Fra Lorenzo Rusio, dont le nom latinisé est Laurentius Rusius (Rome, 1288 - 1347), est un vétérinaire, moine et maréchal-ferrant italien.

Les informations sur sa naissance et son décès sont incertaines.

Il exerce sa profession à Rome à partir de 1320.

Son traité vétérinaire Liber Marescalciae Equorum, est imprimé pour la première fois en 1489. Puis, il est republié sous le nom Hippiatria sive marescalia ... in qua praeter variorum morborum plurima ac saluberrima remedia plures. . . en 1531 à Paris par Chrétien Wechel. Rusio écrit cet ouvrage vers 1340 pour son protecteur, le cardinal Napoléon Orsini (1263-1342) qu'il a servi à Avignon. Cet ouvrage, connu sous différents titres, a été traduit en italien au XIVe siècle et a connu un énorme succès au XVIe siècle. Pietro del Prato, directeur de l'École royale vétérinaire de Parme, a découvert le texte de la version italienne et l'a publié au XIXe siècle avec l'aide de Luigi Barbieri, à Bologne, chez Romagnoli, en 2 vol. sous le titre La Mascalcia de Lorenzo Rusio, vulgairement du XIVe siècle mis en lumière pour la première fois ; avec ajout du texte latin de Luigi Barbieri[1].
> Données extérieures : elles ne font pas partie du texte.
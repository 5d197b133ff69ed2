use axum::{Json, http::StatusCode, response::{IntoResponse, Response}};
use serde::Serialize;
use sqlx::error::ErrorKind;
use thiserror::Error;
use tracing::error;

use crate::academics::{RuleViolation, TermParseError};

#[derive(Debug, Error)]
pub enum AppError {
    #[error("Database error: {0}")]
    Database(sqlx::Error),

    #[error("Migration error: {0}")]
    Migration(#[from] sqlx::migrate::MigrateError),

    #[error("Not found")]
    NotFound,

    #[error("Bad request: {0}")]
    BadRequest(String),

    #[error("Conflict: {0}")]
    Conflict(String),

    #[error("Validation failed: {0}")]
    Validation(#[from] validator::ValidationErrors),

    #[error("{0}")]
    Rule(#[from] RuleViolation),

    #[error("Configuration error: {0}")]
    Config(String),

    #[error("Internal server error")]
    InternalServerError,
}

/// Constraint failures are classified by kind so callers get a typed
/// answer instead of having to inspect driver messages.
impl From<sqlx::Error> for AppError {
    fn from(err: sqlx::Error) -> Self {
        let constraint = match &err {
            sqlx::Error::RowNotFound => return AppError::NotFound,
            sqlx::Error::Database(db_err) => Some((db_err.kind(), db_err.message().to_string())),
            _ => None,
        };

        match constraint {
            Some((ErrorKind::UniqueViolation, _)) => {
                AppError::Conflict("a record with the same unique key already exists".to_string())
            }
            Some((ErrorKind::ForeignKeyViolation, _)) => AppError::Conflict(
                "the record references, or is referenced by, another record".to_string(),
            ),
            Some((ErrorKind::NotNullViolation | ErrorKind::CheckViolation, message)) => {
                AppError::BadRequest(message)
            }
            _ => AppError::Database(err),
        }
    }
}

impl From<TermParseError> for AppError {
    fn from(err: TermParseError) -> Self {
        AppError::BadRequest(err.to_string())
    }
}

#[derive(Debug, Serialize)]
pub struct ErrorResponse {
    pub error: String,
    pub message: String,
}

impl IntoResponse for AppError {
    fn into_response(self) -> Response {
        let (status, error_message) = match self {
            AppError::NotFound => (StatusCode::NOT_FOUND, "Not Found".to_string()),
            AppError::BadRequest(msg) => (StatusCode::BAD_REQUEST, msg),
            AppError::Conflict(msg) => (StatusCode::CONFLICT, msg),
            AppError::Validation(errors) => (StatusCode::BAD_REQUEST, errors.to_string()),
            AppError::Rule(violation @ RuleViolation::DuplicateEnrollment { .. }) => {
                (StatusCode::CONFLICT, violation.to_string())
            }
            AppError::Rule(violation) => (StatusCode::UNPROCESSABLE_ENTITY, violation.to_string()),
            AppError::Database(e) => {
                error!("database error: {}", e);
                (
                    StatusCode::INTERNAL_SERVER_ERROR,
                    "Database error occurred".to_string(),
                )
            }
            AppError::Migration(e) => {
                error!("migration error: {}", e);
                (
                    StatusCode::INTERNAL_SERVER_ERROR,
                    "Database error occurred".to_string(),
                )
            }
            AppError::Config(_) | AppError::InternalServerError => (
                StatusCode::INTERNAL_SERVER_ERROR,
                "Internal server error".to_string(),
            ),
        };

        let body = Json(ErrorResponse {
            error: status.to_string(),
            message: error_message,
        });

        (status, body).into_response()
    }
}

pub type AppResult<T> = Result<T, AppError>;
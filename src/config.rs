use std::env;
use std::net::SocketAddr;
use std::str::FromStr;

use crate::academics::{DEFAULT_COMPLETION_GRADE, Term, TermCalendar, grading};
use crate::error::AppError;

#[derive(Clone, Debug)]
pub struct AppConfig {
    pub database_url: String,
    pub bind_addr: SocketAddr,
    pub max_connections: u32,
    /// Overrides the clock-derived current term, e.g. "Fall 2025".
    pub current_term: Option<Term>,
    pub default_completion_grade: f64,
    pub metrics_interval_secs: u64,
    pub sweep_interval_secs: u64,
}

impl Default for AppConfig {
    fn default() -> Self {
        Self {
            database_url: "sqlite://campus.db?mode=rwc".to_string(),
            bind_addr: SocketAddr::from(([127, 0, 0, 1], 3000)),
            max_connections: 5,
            current_term: None,
            default_completion_grade: DEFAULT_COMPLETION_GRADE,
            metrics_interval_secs: 30,
            sweep_interval_secs: 3600,
        }
    }
}

impl AppConfig {
    pub fn new_from_env() -> Result<Self, AppError> {
        let defaults = Self::default();

        let default_completion_grade =
            parse_var("DEFAULT_COMPLETION_GRADE", defaults.default_completion_grade)?;
        if !grading::is_valid_grade(default_completion_grade) {
            return Err(AppError::Config(format!(
                "DEFAULT_COMPLETION_GRADE must be within 0.0..=4.0, got {}",
                default_completion_grade
            )));
        }

        let current_term = match env::var("CURRENT_TERM") {
            Ok(raw) if !raw.trim().is_empty() => Some(
                raw.parse::<Term>()
                    .map_err(|e| AppError::Config(format!("CURRENT_TERM: {}", e)))?,
            ),
            _ => None,
        };

        Ok(Self {
            database_url: env::var("DATABASE_URL").unwrap_or(defaults.database_url),
            bind_addr: parse_var("BIND_ADDR", defaults.bind_addr)?,
            max_connections: parse_var("DB_MAX_CONNECTIONS", defaults.max_connections)?,
            current_term,
            default_completion_grade,
            metrics_interval_secs: parse_var("METRICS_INTERVAL_SECS", defaults.metrics_interval_secs)?,
            sweep_interval_secs: parse_var("SWEEP_INTERVAL_SECS", defaults.sweep_interval_secs)?,
        })
    }

    pub fn term_calendar(&self) -> TermCalendar {
        match self.current_term {
            Some(term) => TermCalendar::pinned(term),
            None => TermCalendar::from_clock(),
        }
    }
}

fn parse_var<T>(key: &str, default: T) -> Result<T, AppError>
where
    T: FromStr,
    T::Err: std::fmt::Display,
{
    match env::var(key) {
        Ok(raw) => raw
            .trim()
            .parse()
            .map_err(|e| AppError::Config(format!("{} is invalid: {}", key, e))),
        Err(_) => Ok(default),
    }
}
pub mod academics;
pub mod api;
pub mod config;
pub mod db;
pub mod error;
pub mod models;
pub mod services;
pub mod state;

use std::sync::Arc;

use sqlx::SqlitePool;

use crate::config::AppConfig;
use crate::services::{CompletionSweep, EnrollmentService, MetricsPublisher, WatchPublisher};
use crate::state::AppState;

/// Wires the shared state from a migrated pool. Also returns the publisher
/// that the metrics scheduler should feed.
pub fn build_state(db: SqlitePool, config: &AppConfig) -> (AppState, Arc<dyn MetricsPublisher>) {
    let calendar = config.term_calendar();
    let (publisher, metrics) = WatchPublisher::channel();

    let state = AppState {
        enrollments: EnrollmentService::new(
            db.clone(),
            calendar,
            config.default_completion_grade,
        ),
        db,
        metrics,
    };

    (state, Arc::new(publisher))
}

pub fn completion_sweep(db: SqlitePool, config: &AppConfig) -> CompletionSweep {
    CompletionSweep::new(db, config.term_calendar(), config.default_completion_grade)
}
use std::fmt;

use chrono::{DateTime, Utc};
use serde::{Deserialize, Deserializer, Serialize};
use sqlx::FromRow;
use validator::Validate;

#[derive(Debug, Clone, Copy, PartialEq, Eq, Hash, Serialize, Deserialize, sqlx::Type)]
pub enum EnrollmentStatus {
    Pending,
    Approved,
    Rejected,
    Dropped,
    Completed,
}

impl EnrollmentStatus {
    pub fn as_str(self) -> &'static str {
        match self {
            EnrollmentStatus::Pending => "Pending",
            EnrollmentStatus::Approved => "Approved",
            EnrollmentStatus::Rejected => "Rejected",
            EnrollmentStatus::Dropped => "Dropped",
            EnrollmentStatus::Completed => "Completed",
        }
    }
}

impl fmt::Display for EnrollmentStatus {
    fn fmt(&self, f: &mut fmt::Formatter<'_>) -> fmt::Result {
        f.write_str(self.as_str())
    }
}

#[derive(Debug, Clone, Serialize, Deserialize, FromRow)]
pub struct Enrollment {
    pub id: String,
    pub student_id: String,
    pub course_id: String,
    pub term: String,
    pub status: EnrollmentStatus,
    pub grade: Option<f64>,
    pub letter_grade: Option<String>,
    pub progress: i32,
    pub hours_studied: f64,
    pub enrolled_at: DateTime<Utc>,
    pub updated_at: DateTime<Utc>,
}

/// Student self-enrollment.
#[derive(Debug, Clone, Serialize, Deserialize)]
pub struct SelfEnrollRequest {
    pub course_id: String,
    pub term: Option<String>,
}

/// Administrative creation; may record historical (graded) enrollments.
#[derive(Debug, Clone, Serialize, Deserialize, Validate)]
pub struct NewEnrollmentRequest {
    pub student_id: String,
    pub course_id: String,
    pub term: Option<String>,
    pub status: Option<EnrollmentStatus>,
    #[validate(range(min = 0.0, max = 4.0))]
    pub grade: Option<f64>,
}

#[derive(Debug, Clone, Default, Serialize, Deserialize, Validate)]
pub struct UpdateEnrollmentRequest {
    pub status: Option<EnrollmentStatus>,
    /// Absent leaves the grade alone, `null` clears it.
    #[serde(default, deserialize_with = "present")]
    pub grade: Option<Option<f64>>,
    pub term: Option<String>,
    #[validate(range(min = 0, max = 100))]
    pub progress: Option<i32>,
    #[validate(range(min = 0.0))]
    pub hours_studied: Option<f64>,
}

#[derive(Debug, Clone, Default, Deserialize)]
pub struct EnrollmentFilter {
    pub student_id: Option<String>,
    pub course_id: Option<String>,
    pub term: Option<String>,
    pub status: Option<EnrollmentStatus>,
}

fn present<'de, D, T>(deserializer: D) -> Result<Option<T>, D::Error>
where
    D: Deserializer<'de>,
    T: Deserialize<'de>,
{
    T::deserialize(deserializer).map(Some)
}
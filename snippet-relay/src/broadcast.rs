//! Fan-out of one message to a session's member connections.
//!
//! The message is encoded once and the same `Arc<str>` is enqueued on each
//! recipient's bounded outbound queue with `try_send`. A full or closed
//! queue is skipped, never awaited, so one slow peer cannot stall the rest.
//! Delivery is at-most-once; per-connection FIFO comes from the queue.

use std::sync::atomic::{AtomicU64, Ordering};
use std::sync::Arc;
use uuid::Uuid;

use crate::connection::{ConnectionHandle, Delivery};
use crate::protocol::ServerMessage;
use crate::registry::SessionRegistry;

/// Snapshot of fanout counters.
#[derive(Debug, Clone, Default, PartialEq, Eq)]
pub struct FanoutStats {
    pub frames_delivered: u64,
    pub frames_dropped: u64,
}

/// Lock-free counters, updated on the hot path.
#[derive(Debug, Default)]
struct AtomicFanoutStats {
    frames_delivered: AtomicU64,
    frames_dropped: AtomicU64,
}

/// Session-scoped broadcaster over the shared registry.
#[derive(Debug)]
pub struct Broadcaster {
    registry: Arc<SessionRegistry>,
    stats: AtomicFanoutStats,
}

impl Broadcaster {
    pub fn new(registry: Arc<SessionRegistry>) -> Self {
        Self {
            registry,
            stats: AtomicFanoutStats::default(),
        }
    }

    pub fn registry(&self) -> &Arc<SessionRegistry> {
        &self.registry
    }

    /// Send `msg` to every open member of `session_id` except `exclude`.
    ///
    /// Frames are enqueued under the session mutex, so a broadcast is
    /// ordered against joins, leaves and other broadcasts to the session.
    /// Returns the number of connections the frame was queued on.
    pub async fn broadcast(
        &self,
        session_id: &str,
        msg: &ServerMessage,
        exclude: Option<Uuid>,
    ) -> usize {
        let Some(frame) = encode(msg) else {
            return 0;
        };
        self.registry
            .with_session(session_id, |view| {
                self.deliver_frame(view.connections(), &frame, exclude)
            })
            .await
            .unwrap_or(0)
    }

    /// Send `msg` to an explicit set of recipients.
    pub fn deliver<'a>(
        &self,
        recipients: impl IntoIterator<Item = &'a ConnectionHandle>,
        msg: &ServerMessage,
        exclude: Option<Uuid>,
    ) -> usize {
        match encode(msg) {
            Some(frame) => self.deliver_frame(recipients, &frame, exclude),
            None => 0,
        }
    }

    /// Pre-encoded fast path.
    pub fn deliver_frame<'a>(
        &self,
        recipients: impl IntoIterator<Item = &'a ConnectionHandle>,
        frame: &Arc<str>,
        exclude: Option<Uuid>,
    ) -> usize {
        let mut delivered = 0u64;
        let mut dropped = 0u64;
        for conn in recipients {
            if Some(conn.id()) == exclude || !conn.is_open() {
                continue;
            }
            match conn.try_send(frame.clone()) {
                Delivery::Queued => delivered += 1,
                Delivery::Full => {
                    log::warn!("Connection {} lagging, dropped frame", conn.id());
                    dropped += 1;
                }
                Delivery::Closed => {}
            }
        }

        self.stats
            .frames_delivered
            .fetch_add(delivered, Ordering::Relaxed);
        self.stats.frames_dropped.fetch_add(dropped, Ordering::Relaxed);
        delivered as usize
    }

    /// Queue `msg` on a single connection (replies to the sender).
    pub fn send_to(&self, conn: &ConnectionHandle, msg: &ServerMessage) -> bool {
        self.deliver(std::slice::from_ref(conn), msg, None) == 1
    }

    pub fn stats(&self) -> FanoutStats {
        FanoutStats {
            frames_delivered: self.stats.frames_delivered.load(Ordering::Relaxed),
            frames_dropped: self.stats.frames_dropped.load(Ordering::Relaxed),
        }
    }
}

fn encode(msg: &ServerMessage) -> Option<Arc<str>> {
    match msg.encode() {
        Ok(text) => Some(Arc::from(text)),
        Err(e) => {
            log::error!("Failed to encode outbound message: {e}");
            None
        }
    }
}
//! Periodic eviction of sessions older than the TTL.
//!
//! A coarse sweep, not a per-session timer: a session may outlive its TTL
//! by up to one sweep interval.

use std::sync::Arc;
use std::time::Duration;

use chrono::{DateTime, Utc};
use tokio::task::JoinHandle;

use crate::broadcast::Broadcaster;
use crate::protocol::ServerMessage;

/// Default maximum session age.
pub const DEFAULT_SESSION_TTL: Duration = Duration::from_secs(24 * 60 * 60);

/// Default time between sweeps.
pub const DEFAULT_SWEEP_INTERVAL: Duration = Duration::from_secs(60 * 60);

pub struct ExpirySweeper {
    broadcaster: Arc<Broadcaster>,
    ttl: Duration,
    interval: Duration,
}

impl ExpirySweeper {
    pub fn new(broadcaster: Arc<Broadcaster>, ttl: Duration, interval: Duration) -> Self {
        Self {
            broadcaster,
            ttl,
            interval,
        }
    }

    /// Run [`sweep_at`](Self::sweep_at) every interval until the task is aborted.
    pub fn spawn(self) -> JoinHandle<()> {
        tokio::spawn(async move {
            let mut ticker = tokio::time::interval(self.interval);
            // The first tick completes immediately; nothing can be expired yet.
            ticker.tick().await;
            loop {
                ticker.tick().await;
                self.sweep_at(Utc::now()).await;
            }
        })
    }

    /// One pass against an explicit clock. Returns the evicted session ids.
    ///
    /// Each evicted session is removed from the registry first, so joins
    /// racing the sweep see `NoSuchSession`. Every member then gets
    /// `session_expired` as its parting frame and is closed.
    pub async fn sweep_at(&self, now: DateTime<Utc>) -> Vec<String> {
        let expired = self.broadcaster.registry().expire(now, self.ttl).await;
        if expired.is_empty() {
            return Vec::new();
        }
        let notice = ServerMessage::SessionExpired {
            message: self.expiry_message(),
        };
        let frame: Option<Arc<str>> = match notice.encode() {
            Ok(text) => Some(Arc::from(text)),
            Err(e) => {
                log::error!("Failed to encode expiry notice: {e}");
                None
            }
        };

        let mut evicted = Vec::with_capacity(expired.len());
        for session in expired {
            for member in &session.members {
                match &frame {
                    Some(frame) => member.close_with(frame.clone()),
                    None => member.request_close(),
                }
            }
            log::info!(
                "Expired session {} cleaned up ({} members disconnected)",
                session.session_id,
                session.members.len()
            );
            evicted.push(session.session_id);
        }
        evicted
    }

    fn expiry_message(&self) -> String {
        let secs = self.ttl.as_secs();
        let (count, unit) = if secs >= 3600 {
            (secs / 3600, "hour")
        } else {
            (secs, "second")
        };
        let plural = if count == 1 { "" } else { "s" };
        format!("Session has expired after {count} {unit}{plural}")
    }
}
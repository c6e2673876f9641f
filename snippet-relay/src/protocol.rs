//! JSON wire protocol for the session relay.
//!
//! One JSON object per WebSocket text frame, discriminated by `type`:
//! ```text
//! { "type": "join_session", "sessionId": "abcd", "userId": "u1" }
//! { "type": "code_update", "code": "print(1)", "userId": "u1" }
//! ```
//!
//! Editor payloads (`cursor`, `position`, `output`) are opaque to the relay
//! and carried as raw JSON values.

use chrono::{DateTime, Utc};
use serde::{Deserialize, Serialize};
use serde_json::Value;

use crate::error::RelayError;

/// Inbound `type` values understood by the relay.
const CLIENT_MESSAGE_TYPES: [&str; 5] = [
    "create_session",
    "join_session",
    "code_change",
    "cursor_position",
    "code_execution",
];

/// Client → relay messages.
#[derive(Debug, Clone, PartialEq, Serialize, Deserialize)]
#[serde(tag = "type", rename_all = "snake_case", rename_all_fields = "camelCase")]
pub enum ClientMessage {
    CreateSession {
        session_id: String,
    },
    JoinSession {
        session_id: String,
        #[serde(default, skip_serializing_if = "Option::is_none")]
        user_id: Option<String>,
    },
    CodeChange {
        code: String,
        #[serde(default, skip_serializing_if = "Option::is_none")]
        cursor: Option<Value>,
    },
    CursorPosition {
        position: Value,
    },
    CodeExecution {
        output: Value,
    },
}

impl ClientMessage {
    /// Parse one inbound text frame.
    ///
    /// Unknown `type` values and structurally invalid frames both map to
    /// [`RelayError::MalformedMessage`], with distinct messages.
    pub fn decode(text: &str) -> Result<Self, RelayError> {
        let value: Value = serde_json::from_str(text).map_err(|_| RelayError::invalid_format())?;
        let kind = value
            .get("type")
            .and_then(Value::as_str)
            .ok_or_else(RelayError::invalid_format)?;
        if !CLIENT_MESSAGE_TYPES.contains(&kind) {
            return Err(RelayError::unknown_type(kind));
        }
        serde_json::from_value(value).map_err(|_| RelayError::invalid_format())
    }

    pub fn encode(&self) -> serde_json::Result<String> {
        serde_json::to_string(self)
    }

    /// Wire `type` tag, for logging.
    pub fn kind(&self) -> &'static str {
        match self {
            Self::CreateSession { .. } => "create_session",
            Self::JoinSession { .. } => "join_session",
            Self::CodeChange { .. } => "code_change",
            Self::CursorPosition { .. } => "cursor_position",
            Self::CodeExecution { .. } => "code_execution",
        }
    }
}

/// One entry of a `session_info` member listing.
#[derive(Debug, Clone, PartialEq, Serialize, Deserialize)]
#[serde(rename_all = "camelCase")]
pub struct UserSummary {
    pub id: String,
    pub joined_at: DateTime<Utc>,
}

/// Relay → client messages.
#[derive(Debug, Clone, PartialEq, Serialize, Deserialize)]
#[serde(tag = "type", rename_all = "snake_case", rename_all_fields = "camelCase")]
pub enum ServerMessage {
    SessionCreated {
        session_id: String,
    },
    JoinedSession {
        session_id: String,
        user_id: String,
        current_code: String,
    },
    Error {
        message: String,
    },
    SessionInfo {
        session_id: String,
        connected_users: usize,
        users: Vec<UserSummary>,
    },
    UserJoined {
        user_id: String,
        message: String,
    },
    UserLeft {
        user_id: String,
        message: String,
    },
    CodeUpdate {
        code: String,
        user_id: String,
        #[serde(default, skip_serializing_if = "Option::is_none")]
        cursor: Option<Value>,
    },
    CursorUpdate {
        user_id: String,
        position: Value,
    },
    ExecutionResult {
        output: Value,
        user_id: String,
    },
    SessionExpired {
        message: String,
    },
}

impl ServerMessage {
    pub fn error(err: &RelayError) -> Self {
        Self::Error {
            message: err.to_string(),
        }
    }

    pub fn user_joined(user_id: &str) -> Self {
        Self::UserJoined {
            user_id: user_id.to_string(),
            message: format!("User {user_id} joined the session"),
        }
    }

    pub fn user_left(user_id: &str) -> Self {
        Self::UserLeft {
            user_id: user_id.to_string(),
            message: format!("User {user_id} left the session"),
        }
    }

    pub fn encode(&self) -> serde_json::Result<String> {
        serde_json::to_string(self)
    }

    pub fn decode(text: &str) -> serde_json::Result<Self> {
        serde_json::from_str(text)
    }
}
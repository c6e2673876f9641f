//! WebSocket relay server.
//!
//! Architecture:
//! ```text
//! Client A ──┐                                   ┌── Outbox A ── Client A
//!            ├── ConnectionHandler ── Registry ──┤
//! Client B ──┘          │                        └── Outbox B ── Client B
//!                       ▼
//!                  Broadcaster ◀── ExpirySweeper (hourly)
//! ```
//!
//! One task per connection multiplexes inbound frames and its outbound
//! queue. The sweeper runs as its own task for the server's lifetime.

use std::future::Future;
use std::net::SocketAddr;
use std::sync::Arc;
use std::time::Duration;

use futures_util::{SinkExt, StreamExt};
use thiserror::Error;
use tokio::net::{TcpListener, TcpStream};
use tokio::sync::RwLock;
use tokio_tungstenite::tungstenite::Message;

use crate::broadcast::Broadcaster;
use crate::connection::{ConnectionHandle, Outbox};
use crate::error::RelayError;
use crate::handler::ConnectionHandler;
use crate::registry::SessionRegistry;
use crate::sweeper::{ExpirySweeper, DEFAULT_SESSION_TTL, DEFAULT_SWEEP_INTERVAL};

/// Default listening port.
pub const DEFAULT_PORT: u16 = 8080;

/// Pause after an `accept` failure that is not tied to a single connection.
const ACCEPT_BACKOFF: Duration = Duration::from_millis(100);

/// Server-level failures. Per-connection errors never surface here.
#[derive(Debug, Error)]
pub enum ServerError {
    #[error("I/O error: {0}")]
    Io(#[from] std::io::Error),
}

/// Server configuration.
#[derive(Debug, Clone)]
pub struct ServerConfig {
    /// Address to bind to
    pub bind_addr: String,
    /// Maximum session age before eviction
    pub session_ttl: Duration,
    /// Time between expiry sweeps
    pub sweep_interval: Duration,
    /// Outbound frames buffered per connection before drops
    pub outbound_capacity: usize,
}

impl Default for ServerConfig {
    fn default() -> Self {
        Self {
            bind_addr: format!("0.0.0.0:{DEFAULT_PORT}"),
            session_ttl: DEFAULT_SESSION_TTL,
            sweep_interval: DEFAULT_SWEEP_INTERVAL,
            outbound_capacity: 256,
        }
    }
}

/// Server statistics.
#[derive(Debug, Clone, Default)]
pub struct ServerStats {
    pub total_connections: u64,
    pub active_connections: u64,
    pub total_frames: u64,
    pub active_sessions: usize,
    pub frames_dropped: u64,
}

/// The relay server.
pub struct RelayServer {
    config: ServerConfig,
    broadcaster: Arc<Broadcaster>,
    stats: Arc<RwLock<ServerStats>>,
}

impl RelayServer {
    pub fn new(config: ServerConfig) -> Self {
        let registry = Arc::new(SessionRegistry::new());
        Self {
            config,
            broadcaster: Arc::new(Broadcaster::new(registry)),
            stats: Arc::new(RwLock::new(ServerStats::default())),
        }
    }

    pub fn with_defaults() -> Self {
        Self::new(ServerConfig::default())
    }

    /// Serve until the process exits.
    pub async fn run(&self) -> Result<(), ServerError> {
        self.run_until(std::future::pending()).await
    }

    /// Serve until `shutdown` resolves.
    ///
    /// Stops accepting and stops the sweeper; sessions are process memory
    /// only and vanish with the process.
    pub async fn run_until<F>(&self, shutdown: F) -> Result<(), ServerError>
    where
        F: Future<Output = ()>,
    {
        let listener = TcpListener::bind(&self.config.bind_addr).await?;
        log::info!("Relay server listening on {}", listener.local_addr()?);

        let sweeper = ExpirySweeper::new(
            self.broadcaster.clone(),
            self.config.session_ttl,
            self.config.sweep_interval,
        )
        .spawn();

        tokio::pin!(shutdown);
        loop {
            tokio::select! {
                accepted = listener.accept() => {
                    let (stream, addr) = match accepted {
                        Ok(conn) => conn,
                        Err(e) => {
                            log::error!("Failed to accept connection: {e}");
                            tokio::time::sleep(accept_backoff(&e)).await;
                            continue;
                        }
                    };
                    log::debug!("New TCP connection from {addr}");

                    let broadcaster = self.broadcaster.clone();
                    let stats = self.stats.clone();
                    let capacity = self.config.outbound_capacity;
                    tokio::spawn(async move {
                        if let Err(e) =
                            Self::handle_connection(stream, addr, broadcaster, stats, capacity).await
                        {
                            log::error!("Connection error from {addr}: {e}");
                        }
                    });
                }
                _ = &mut shutdown => {
                    log::info!("Shutting down relay server");
                    break;
                }
            }
        }

        sweeper.abort();
        Ok(())
    }

    /// Handle a single WebSocket connection.
    async fn handle_connection(
        stream: TcpStream,
        addr: SocketAddr,
        broadcaster: Arc<Broadcaster>,
        stats: Arc<RwLock<ServerStats>>,
        capacity: usize,
    ) -> Result<(), tokio_tungstenite::tungstenite::Error> {
        let ws_stream = tokio_tungstenite::accept_async(stream).await?;
        log::info!("WebSocket connection established from {addr}");
        {
            let mut s = stats.write().await;
            s.total_connections += 1;
            s.active_connections += 1;
        }

        let (conn, outbox) = ConnectionHandle::channel(capacity);
        let mut handler = ConnectionHandler::new(conn, broadcaster);
        let result = Self::pump(ws_stream, addr, &mut handler, outbox, &stats).await;

        // Every exit path, clean or not, releases membership.
        handler.close().await;
        stats.write().await.active_connections -= 1;
        log::info!("Connection closed from {addr}");
        result
    }

    async fn pump(
        ws_stream: tokio_tungstenite::WebSocketStream<TcpStream>,
        addr: SocketAddr,
        handler: &mut ConnectionHandler,
        mut outbox: Outbox,
        stats: &RwLock<ServerStats>,
    ) -> Result<(), tokio_tungstenite::tungstenite::Error> {
        let (mut ws_sender, mut ws_receiver) = ws_stream.split();
        let close_signal = outbox.close_signal();

        loop {
            tokio::select! {
                biased;

                // Outgoing frames first so queued replies keep their order.
                frame = outbox.recv() => {
                    match frame {
                        Some(text) => ws_sender.send(Message::Text(text.to_string().into())).await?,
                        None => break,
                    }
                }

                _ = close_signal.notified() => {
                    while let Some(text) = outbox.try_recv() {
                        ws_sender.send(Message::Text(text.to_string().into())).await?;
                    }
                    if let Some(text) = outbox.parting_frame() {
                        ws_sender.send(Message::Text(text.to_string().into())).await?;
                    }
                    ws_sender.send(Message::Close(None)).await?;
                    break;
                }

                msg = ws_receiver.next() => {
                    match msg {
                        Some(Ok(Message::Text(text))) => {
                            stats.write().await.total_frames += 1;
                            handler.handle_frame(text.as_str()).await;
                        }
                        Some(Ok(Message::Binary(data))) => {
                            stats.write().await.total_frames += 1;
                            match std::str::from_utf8(&data) {
                                Ok(text) => handler.handle_frame(text).await,
                                Err(_) => handler.reject(&RelayError::invalid_format()),
                            }
                        }
                        Some(Ok(Message::Ping(data))) => {
                            ws_sender.send(Message::Pong(data)).await?;
                        }
                        Some(Ok(Message::Close(_))) | None => break,
                        Some(Err(e)) => {
                            log::error!("WebSocket error from {addr}: {e}");
                            break;
                        }
                        Some(Ok(_)) => {}
                    }
                }
            }
        }
        Ok(())
    }

    /// Get server statistics.
    pub async fn stats(&self) -> ServerStats {
        let mut stats = self.stats.read().await.clone();
        stats.active_sessions = self.broadcaster.registry().session_count().await;
        stats.frames_dropped = self.broadcaster.stats().frames_dropped;
        stats
    }

    /// Get the configured bind address.
    pub fn bind_addr(&self) -> &str {
        &self.config.bind_addr
    }
}

/// Connection-level failures (aborted handshakes, resets) retry at once;
/// anything else, such as running out of file descriptors, waits briefly.
fn accept_backoff(err: &std::io::Error) -> Duration {
    use std::io::ErrorKind;
    match err.kind() {
        ErrorKind::ConnectionAborted | ErrorKind::ConnectionReset | ErrorKind::Interrupted => {
            Duration::ZERO
        }
        _ => ACCEPT_BACKOFF,
    }
}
Ce traité fut la source principale du traité vétérinaire en catalan Llibre de la menescalia de Manuel Díez de Calatayud, qu'il présenta à Alphonse V le Magnanime, roi de Naples[2].

Selon Pedro Darder, vétérinaire du XIXe siècle, il reprend presque toutes les connaissances de Pedro Crecentino et fait seulement l'objet d'ahouts de techniques empruntées à un certain Maurus. Si Fra Lorenzo Russio connaissait les auteurs grecs, il adhérait par ailleurs aux erreurs et aux préjugés de son époque, et abusait de la cautérisation comme remède thérapeutique. Dans la partie relative à la chirurgie, il se montre redevable du vétérinaire arabe, comme, par exemple, lorsqu'il décrit la castration .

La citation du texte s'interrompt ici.